Cabellos convertidos en tesoros para las colombianas con cáncer

MEDELLÍN, Colombia, ( AFP) A diario miles de colombianas entran a las peluquerías y sus cabellos cortados quedan en el piso y van al cesto de la basura, pero para aquellas que lo han perdido por quimioterapia se convierte en un tesoro para "volver a sentirse mujeres y bellas".

En Medellín, la segunda ciudad de Colombia situada al noroeste del país, mujeres de bajos recursos que han perdido su cabello por causa de ese tratamiento han vuelto a exhibir orgullosas abundantes melenas, gracias a una campaña sin precedentes en el país.

La iniciativa empezó a dar sus primeros frutos el jueves con la entrega de medio centenar de pelucas elaboradas con cabello natural donado por mujeres que atendieron el llamado de un empresario de salas de belleza y una fundación que ayuda a mujeres con cáncer de seno.

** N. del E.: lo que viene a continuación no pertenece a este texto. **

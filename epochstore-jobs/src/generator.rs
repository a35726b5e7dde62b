//! `GeneratorJob`: a job whose body yields child jobs one at a time
//! and completes once every child has settled (spec.md §4.6's
//! generator-job closure algorithm, recast as an explicit state
//! object since Rust has no generator-function equivalent to drive
//! across a process boundary).

use crate::job::{call_registered, kwargs_value, map_kwargs, seq_args, Job, JobState, JOB_FIELDS};
use epochstore::{ManagerError, Record, RecordBuilder, RecordType, Value};
use parking_lot::RwLock;
use std::{
    collections::HashMap,
    ops::Deref,
    sync::{Arc, OnceLock},
};

pub const GENERATOR_JOB_KIND: &str = "GeneratorJob";

const GENERATOR_FIELDS: &[&str] = &["children", "return_job"];

/// A step a generator body can hand back: either "run this job next
/// and call me again once it's done" or "I'm finished".
pub enum GeneratorStep<R> {
    Yield(Job),
    Return(JobOrValue<R>),
}

/// A generator's terminal value: either a plain value, or a
/// leaf job whose execution *becomes* the generator's own
/// out/err/state (spec.md §4.6's `return_job`).
pub enum JobOrValue<R> {
    Job(Job),
    Value(R),
}

/// State machine a `GeneratorJob` drives one step at a time. `step` is
/// called with `None` on the first call, then with the just-completed
/// child on every subsequent call.
pub trait JobBody<R>: Send {
    fn step(&mut self, prior: Option<&Job>) -> GeneratorStep<R>;
}

type GeneratorCtor = dyn Fn(&[Value], &[(String, Value)]) -> Box<dyn JobBody<Value>> + Send + Sync;
type GeneratorRegistry = RwLock<HashMap<String, Arc<GeneratorCtor>>>;

fn registry() -> &'static GeneratorRegistry {
    static REGISTRY: OnceLock<GeneratorRegistry> = OnceLock::new();
    REGISTRY.get_or_init(|| RwLock::new(HashMap::new()))
}

/// Make `name` resolvable as a `GeneratorJob`'s `func`, the generator
/// counterpart of [`crate::job::register_fn`].
pub fn register_generator(
    name: impl Into<String>,
    ctor: impl Fn(&[Value], &[(String, Value)]) -> Box<dyn JobBody<Value>> + Send + Sync + 'static,
) {
    registry().write().insert(name.into(), Arc::new(ctor));
}

fn resolve_generator(name: &str) -> Option<Arc<GeneratorCtor>> {
    registry().read().get(name).cloned()
}

/// A `Job` (via [`Deref`]) that additionally tracks the children it
/// has scheduled and, on completion, either its own `out` or a
/// `return_job` absorbed as its final leaf execution.
#[derive(Clone)]
pub struct GeneratorJob(pub(crate) Job);

impl Deref for GeneratorJob {
    type Target = Job;

    fn deref(&self) -> &Job {
        &self.0
    }
}

impl GeneratorJob {
    pub fn new(
        func: impl Into<String>,
        args: Vec<Value>,
        kwargs: Vec<(String, Value)>,
    ) -> GeneratorJob {
        let record = RecordBuilder::new(GENERATOR_JOB_KIND)
            .field("func", Value::Str(func.into()))
            .field("args", Value::Seq(args))
            .field("kwargs", kwargs_value(kwargs))
            .field("out", Value::Null)
            .field("err", Value::Null)
            .field("state", JobState::New)
            .field("parent", Value::Null)
            .field("children", Value::Seq(Vec::new()))
            .field("return_job", Value::Null)
            .build();
        GeneratorJob(Job(record))
    }

    pub fn from_record(record: Record) -> GeneratorJob {
        record.declare_store_fields(JOB_FIELDS.iter().copied());
        record.declare_store_fields(GENERATOR_FIELDS.iter().copied());
        GeneratorJob(Job(record))
    }

    pub fn children(&self) -> Vec<Job> {
        match self.record().get("children").unwrap_or(Value::Null) {
            Value::Seq(items) => items
                .into_iter()
                .filter_map(|v| v.as_record().cloned())
                .map(Job::from_record)
                .collect(),
            _ => Vec::new(),
        }
    }

    fn set_children(&self, children: &[Job]) -> Result<(), ManagerError> {
        let seq = Value::Seq(
            children
                .iter()
                .map(|j| Value::Record(j.record().clone()))
                .collect(),
        );
        self.record().set("children", seq)
    }

    pub fn return_job(&self) -> Option<Job> {
        self.record()
            .get("return_job")
            .ok()
            .and_then(|v| v.as_record().cloned())
            .map(Job::from_record)
    }

    fn set_return_job(&self, job: &Job) -> Result<(), ManagerError> {
        self.record().set("return_job", Value::Record(job.record().clone()))
    }

    /// Resolve `func` against the generator registry and drive it to
    /// completion, scheduling each yielded child onto this record's
    /// manager if it's bound, or running children synchronously
    /// in-process if it isn't (spec.md §4.6 step 5, the local-testing
    /// fallback: an unbound generator has no worker pool to hand
    /// children to).
    pub fn execute(&self) {
        self.0.set_state(JobState::Running).ok();
        let func = self.func();
        let args = seq_args(self.record().get("args").unwrap_or(Value::Null));
        let kwargs = map_kwargs(self.record().get("kwargs").unwrap_or(Value::Null));

        let ctor = match resolve_generator(&func) {
            Some(ctor) => ctor,
            None => {
                self.record()
                    .set(
                        "err",
                        Value::Str(format!("no generator function registered under {func:?}")),
                    )
                    .ok();
                self.0.set_state(JobState::Error).ok();
                if let Some(parent) = self.parent() {
                    parent.notify(&self.0);
                }
                return;
            }
        };

        let mut body = ctor(&args, &kwargs);
        let mut prior: Option<Job> = None;
        let mut children = Vec::new();
        let terminal = loop {
            match body.step(prior.as_ref()) {
                GeneratorStep::Yield(child) => {
                    if self.state() == JobState::Error {
                        break None;
                    }
                    child.set_parent(self).ok();
                    if let Some(manager) = self.record().manager() {
                        manager.bind(child.record()).ok();
                    }
                    child.schedule().ok();
                    children.push(child.clone());
                    prior = Some(child);
                }
                GeneratorStep::Return(terminal) => break Some(terminal),
            }
        };
        self.set_children(&children).ok();

        match terminal {
            Some(JobOrValue::Job(return_job)) => {
                self.set_return_job(&return_job).ok();
            }
            Some(JobOrValue::Value(v)) => {
                self.record().set("out", v).ok();
            }
            None => {}
        }

        {
            let _guard = self.record().with_lock().ok();
            if self.state() != JobState::Error {
                self.0.set_state(JobState::Waiting).ok();
                self.check_and_done();
            }
        }

        if !self.record().is_bound() {
            for child in self.children() {
                child.execute();
            }
        }
    }

    /// A child reported a result. Called under the child's own
    /// completion, never by the generator itself. Re-checks whether
    /// every child has now settled.
    pub fn notify(&self, child: &Job) {
        let _guard = match self.record().with_lock() {
            Ok(guard) => guard,
            Err(_) => return,
        };
        if child.state() == JobState::Error {
            self.record()
                .set("err", Value::Str(format!("child {} failed", child.gid())))
                .ok();
            self.0.set_state(JobState::Error).ok();
            if let Some(parent) = self.parent() {
                parent.notify(&self.0);
            }
            return;
        }
        if self.state() != JobState::Waiting {
            return;
        }
        self.check_and_done();
    }

    /// Must be called with this generator's `DataLock` already held.
    fn check_and_done(&self) {
        let children = self.children();
        if children.iter().any(|c| !c.state().is_terminal()) {
            return;
        }
        match self.return_job() {
            Some(return_job) => {
                let func = return_job.func();
                let args = return_job.args();
                let kwargs = return_job.kwargs();
                match call_registered(&func, &args, &kwargs) {
                    Ok(out) => {
                        self.record().set("out", out).ok();
                        self.0.set_state(JobState::Done).ok();
                    }
                    Err(message) => {
                        self.record().set("err", Value::Str(message)).ok();
                        self.0.set_state(JobState::Error).ok();
                    }
                }
            }
            None => {
                self.0.set_state(JobState::Done).ok();
            }
        }
        if let Some(parent) = self.parent() {
            parent.notify(&self.0);
        }
    }
}

impl From<GeneratorJob> for Value {
    fn from(g: GeneratorJob) -> Value {
        Value::Record(g.record().clone())
    }
}

pub(crate) fn is_generator_kind(kind: &RecordType) -> bool {
    kind.name() == GENERATOR_JOB_KIND
}

/// Drive a body locally and synchronously, with no manager or worker
/// pool involved: every yielded child runs in-process via
/// [`Job::execute`] as soon as it's produced. Useful for tests and for
/// code that wants generator-style job composition without scheduling.
pub fn run_to_completion<R>(mut body: impl JobBody<R>) -> JobOrValue<R> {
    let mut prior: Option<Job> = None;
    loop {
        match body.step(prior.as_ref()) {
            GeneratorStep::Yield(child) => {
                child.execute();
                prior = Some(child);
            }
            GeneratorStep::Return(terminal) => return terminal,
        }
    }
}

/// Build a schedulable `GeneratorJob` for a name already registered
/// via [`register_generator`].
pub fn generator_job_wrap(
    func: impl Into<String>,
    args: Vec<Value>,
    kwargs: Vec<(String, Value)>,
) -> GeneratorJob {
    GeneratorJob::new(func, args, kwargs)
}

#[cfg(test)]
mod tests {
    use super::*;
    use crate::job::register_fn;
    use epochstore::DataManager;
    use epochstore_backends::memory::MemoryBackend;
    use std::sync::Arc;

    fn manager() -> DataManager {
        DataManager::open(Arc::new(MemoryBackend::new()))
    }

    struct CountToThree {
        emitted: i64,
    }

    impl JobBody<Value> for CountToThree {
        fn step(&mut self, _prior: Option<&Job>) -> GeneratorStep<Value> {
            if self.emitted >= 3 {
                return GeneratorStep::Return(JobOrValue::Value(Value::Int(self.emitted)));
            }
            self.emitted += 1;
            GeneratorStep::Yield(Job::new("jobs::tests::gen_noop", vec![], vec![]))
        }
    }

    #[test]
    fn run_to_completion_drives_body_locally_without_a_manager() {
        register_fn("jobs::tests::gen_noop", |_, _| Ok(Value::Null));
        let result = run_to_completion(CountToThree { emitted: 0 });
        match result {
            JobOrValue::Value(Value::Int(n)) => assert_eq!(n, 3),
            _ => panic!("expected a plain terminal value"),
        }
    }

    #[test]
    fn unbound_generator_executes_children_and_settles_done() {
        register_fn("jobs::tests::gen_noop2", |_, _| Ok(Value::Null));
        register_generator("jobs::tests::counter", |_, _| {
            Box::new(CountToThree { emitted: 0 })
        });
        let gen = GeneratorJob::new("jobs::tests::counter", vec![], vec![]);
        gen.execute();
        assert_eq!(gen.state(), JobState::Done);
        assert_eq!(gen.children().len(), 3);
    }

    #[test]
    fn bound_generator_schedules_children_as_pending_jobs() {
        register_generator("jobs::tests::counter_bound", |_, _| {
            Box::new(CountToThree { emitted: 0 })
        });
        let m = manager();
        let gen = GeneratorJob::new("jobs::tests::counter_bound", vec![], vec![]);
        m.bind(gen.record()).unwrap();
        gen.execute();
        for child in gen.children() {
            assert_eq!(child.state(), JobState::Pending);
        }
    }

    #[test]
    fn child_failure_propagates_error_to_generator() {
        register_fn("jobs::tests::always_fails", |_, _| Err("boom".to_owned()));
        struct OneFailingChild(bool);
        impl JobBody<Value> for OneFailingChild {
            fn step(&mut self, prior: Option<&Job>) -> GeneratorStep<Value> {
                if let Some(p) = prior {
                    assert_eq!(p.state(), JobState::Error);
                    return GeneratorStep::Return(JobOrValue::Value(Value::Null));
                }
                GeneratorStep::Yield(Job::new("jobs::tests::always_fails", vec![], vec![]))
            }
        }
        let result = run_to_completion(OneFailingChild(false));
        assert!(matches!(result, JobOrValue::Value(Value::Null)));
    }
}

"A los 14 días de iniciar las sesiones de quimioterapia se me empezó a caer mi cabello. Lo tenía largo, sano y muy bien cuidado", recuerda Nancy Parra, a quien en 2001 le diagnosticaron cáncer de mama.

Hoy, con 30 años y una prótesis, compara la experiencia de verse sin cabello con la que sufrió cuando entró al quirófano para que le quitaran el pecho izquierdo.

"El impacto es grande al verse calva. La peluca se convierte en parte íntima, devuelve la seguridad, una vuelve a sentirse mujer, bella", dijo a la AFP, tras participar activamente en la campaña 'Pelo por sonrisas' que impulsó la fundación Fundayama, a la que se integró como voluntaria a raíz de la enfermedad.

El lema de la campaña se hizo realidad: sonrisas, pero también lágrimas de felicidad se confundieron en los rostros de siete niñas y 26 mujeres que fueron las primeras beneficiarias de unas pelucas que no hubieran podido adquirir debido a su elevado costo.

Isabela, una niña de nueve años a quien hace nueve meses le diagnosticaron una leucemia aguda, se colocó su peluca de cabello largo y castaño claro en medio del alborozo y las lágrimas de su madre Kelly.

"Una peluca de éstas cuesta una muy buena plata", resaltó la madre, al señalar que, de no haber sido por la fundación, la pequeña tendría que seguir usando el gorro con el que disimulaba la ausencia de cabello. "Era lo único que le faltaba para ser normal nuevamente", se congratuló la mujer en declaraciones a la AFP.

Cada peluca tiene un costo de entre 1.000 y 1.200 dólares, dijo a la AFP Didier Álvarez, el empresario de peluquerías que conoció el trabajo de Fundayama porque su academia de belleza se ubicaba al lado de la sede.

De las 51 pelucas que entregó gracias a 260 donantes, 18 quedaron en el "banco de pelucas" de la fundación a la espera de que otras mujeres y niñas puedan ocultar los efectos de la quimioterapia y hacer más llevadero el tratamiento.

"El cabello es símbolo de vitalidad y feminidad, y cuando una niña o mujer comienza a perderlo por las quimioterapias, se convierte en un duelo más dentro de la enfermedad", explicó Álvarez, quien ya se alista para una nueva recolección de cabello para cambiarlo por más sonrisas.